[Python-3000] sets in P3K?

Raymond Hettinger rhettinger at ewtllc.com
Tue Apr 25 00:09:09 CEST 2006


Greg Wilson wrote:

>I'm sure we can work something out --- I agree, {} for empty set and {:}
>for empty dict would be ideal, were it not for backward compatibility. 
>

For the record, I am strong -1 on adding a custom syntax for sets.
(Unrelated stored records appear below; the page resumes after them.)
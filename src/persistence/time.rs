//! Tick conversions for persisted timestamps.
//!
//! Timestamps are stored as ticks: 100ns units since 0001-01-01T00:00:00 UTC.
//! Anything outside 0001-01-01 .. 9999-12-31T23:59:59.9999999 is clamped.

use chrono::{DateTime, TimeDelta, Utc};

pub const TICKS_PER_SECOND: i64 = 10_000_000;

/// Ticks at 1970-01-01T00:00:00 UTC.
pub const UNIX_EPOCH_TICKS: i64 = 621_355_968_000_000_000;

/// Ticks at 9999-12-31T23:59:59.9999999 UTC.
pub const MAX_TICKS: i64 = 3_155_378_975_999_999_999;

const NANOS_PER_TICK: i64 = 100;

/// Earliest representable timestamp (tick 0).
pub fn min_time() -> DateTime<Utc> {
    from_ticks(0)
}

/// Latest representable timestamp.
pub fn max_time() -> DateTime<Utc> {
    from_ticks(MAX_TICKS)
}

pub fn to_ticks(value: DateTime<Utc>) -> i64 {
    let ticks = UNIX_EPOCH_TICKS as i128
        + value.timestamp() as i128 * TICKS_PER_SECOND as i128
        + (value.timestamp_subsec_nanos() as i64 / NANOS_PER_TICK) as i128;
    ticks.clamp(0, MAX_TICKS as i128) as i64
}

pub fn from_ticks(ticks: i64) -> DateTime<Utc> {
    let rel = ticks.clamp(0, MAX_TICKS) - UNIX_EPOCH_TICKS;
    let secs = rel.div_euclid(TICKS_PER_SECOND);
    let nanos = (rel.rem_euclid(TICKS_PER_SECOND) * NANOS_PER_TICK) as u32;
    DateTime::from_timestamp(secs, nanos).unwrap_or(DateTime::<Utc>::MIN_UTC)
}

pub fn span_to_ticks(span: TimeDelta) -> i64 {
    let ticks = span.num_seconds() as i128 * TICKS_PER_SECOND as i128
        + (span.subsec_nanos() as i64 / NANOS_PER_TICK) as i128;
    ticks.clamp(i64::MIN as i128, i64::MAX as i128) as i64
}

pub fn span_from_ticks(ticks: i64) -> TimeDelta {
    let secs = ticks.div_euclid(TICKS_PER_SECOND);
    let nanos = (ticks.rem_euclid(TICKS_PER_SECOND) * NANOS_PER_TICK) as u32;
    TimeDelta::new(secs, nanos).unwrap_or(if ticks < 0 { TimeDelta::MIN } else { TimeDelta::MAX })
}

/// Offset of `value` from `now`, in ticks.
pub fn encode_delta(value: DateTime<Utc>, now: DateTime<Utc>) -> i64 {
    to_ticks(value).saturating_sub(to_ticks(now))
}

/// Rebuilds a timestamp from a stored offset and the load-time clock.
///
/// The result drifts forward by however long the world was offline.
pub fn decode_delta(delta: i64, now: DateTime<Utc>) -> DateTime<Utc> {
    from_ticks(to_ticks(now).saturating_add(delta))
}

#[cfg(test)]
mod tests {
    use super::*;

    fn at(secs: i64) -> DateTime<Utc> {
        DateTime::from_timestamp(secs, 0).unwrap()
    }

    #[test]
    fn test_unix_epoch_ticks() {
        assert_eq!(to_ticks(at(0)), UNIX_EPOCH_TICKS);
        assert_eq!(from_ticks(UNIX_EPOCH_TICKS), at(0));
    }

    #[test]
    fn test_ticks_keep_sub_second_precision() {
        let t = DateTime::from_timestamp(1_700_000_000, 123_456_700).unwrap();
        assert_eq!(from_ticks(to_ticks(t)), t);
    }

    #[test]
    fn test_ticks_clamp_to_range() {
        assert_eq!(to_ticks(DateTime::<Utc>::MIN_UTC), 0);
        assert_eq!(to_ticks(DateTime::<Utc>::MAX_UTC), MAX_TICKS);
        assert_eq!(from_ticks(-5), min_time());
        assert_eq!(from_ticks(i64::MAX), max_time());
        assert_eq!(min_time().to_rfc3339(), "0001-01-01T00:00:00+00:00");
    }

    #[test]
    fn test_span_ticks() {
        assert_eq!(span_to_ticks(TimeDelta::seconds(3)), 30_000_000);
        assert_eq!(span_to_ticks(TimeDelta::seconds(-3)), -30_000_000);
        assert_eq!(span_from_ticks(-15_000_000), TimeDelta::milliseconds(-1500));
        assert_eq!(span_from_ticks(span_to_ticks(TimeDelta::minutes(90))), TimeDelta::minutes(90));
    }

    #[test]
    fn test_delta_shifts_by_offline_time() {
        let saved_at = at(1_000_000);
        let last_damage = at(999_940);
        let delta = encode_delta(last_damage, saved_at);
        assert_eq!(delta, -60 * TICKS_PER_SECOND);

        // Same instant on both sides is exact.
        assert_eq!(decode_delta(delta, saved_at), last_damage);

        // An hour offline moves the timestamp an hour forward.
        let loaded_at = at(1_003_600);
        assert_eq!(decode_delta(delta, loaded_at), at(1_003_540));
    }

    #[test]
    fn test_delta_saturates() {
        assert_eq!(decode_delta(i64::MAX, at(0)), max_time());
        assert_eq!(decode_delta(i64::MIN, at(0)), min_time());
    }
}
IMO, most of the interesting uses of sets start with some external data 
source or some function which builds-up a dataset.  Accordingly, the 
notation should be biased toward construction from iterables rather than 
for writing hard-coded literals.  IOW, it is more important to be able 
to write set(data) than set(0,1,2).

Proposals for set syntax all have some problems.  It is a wart to invent 
a kludge to distinguish between an empty set and an empty dict with {} 
and {:}.  Also, it is not obvious whether {0,1,2} would construct a set 
or a frozenset.  In contrast, the current approach is unambiguous and 
completely clear even if you've been away from the language for a long 
time:   frozenset(range(3)). 

Further, punctuation approaches face uncomfortable choices with respect 
to iterables.  Would {range(3)} be allowed?  If not, then you've lost a 
key bit of functionality and imposed an arbitrary restriction.  If so, 
then do you allow something similar for dicts?  If not, then you've 
introduced another arbitrary inconsistency.  If so, then you face more 
challenges distinguishing between sets and dicts -- is {somegen()} a set 
or dict -- there are valid interpretations either way if somegen() 
returns tuples.

With the collections module, we can expect a few more datatypes to be 
added over time (with ordered dicts being the next most likely 
addition).  IMO, we gain greater consistency, learnability, and 
substitutability by sticking with uniform constructors not based on 
punctuation:   datatype(iterable). 

I understand the temptation to save five characters but think that would 
be a foolish savings, trading readability and clarity for brevity.  
Also, I concur with Alex's thought that it is a lost cause to twist 
ourselves into knots trying to emulate the high-school-whiteboard.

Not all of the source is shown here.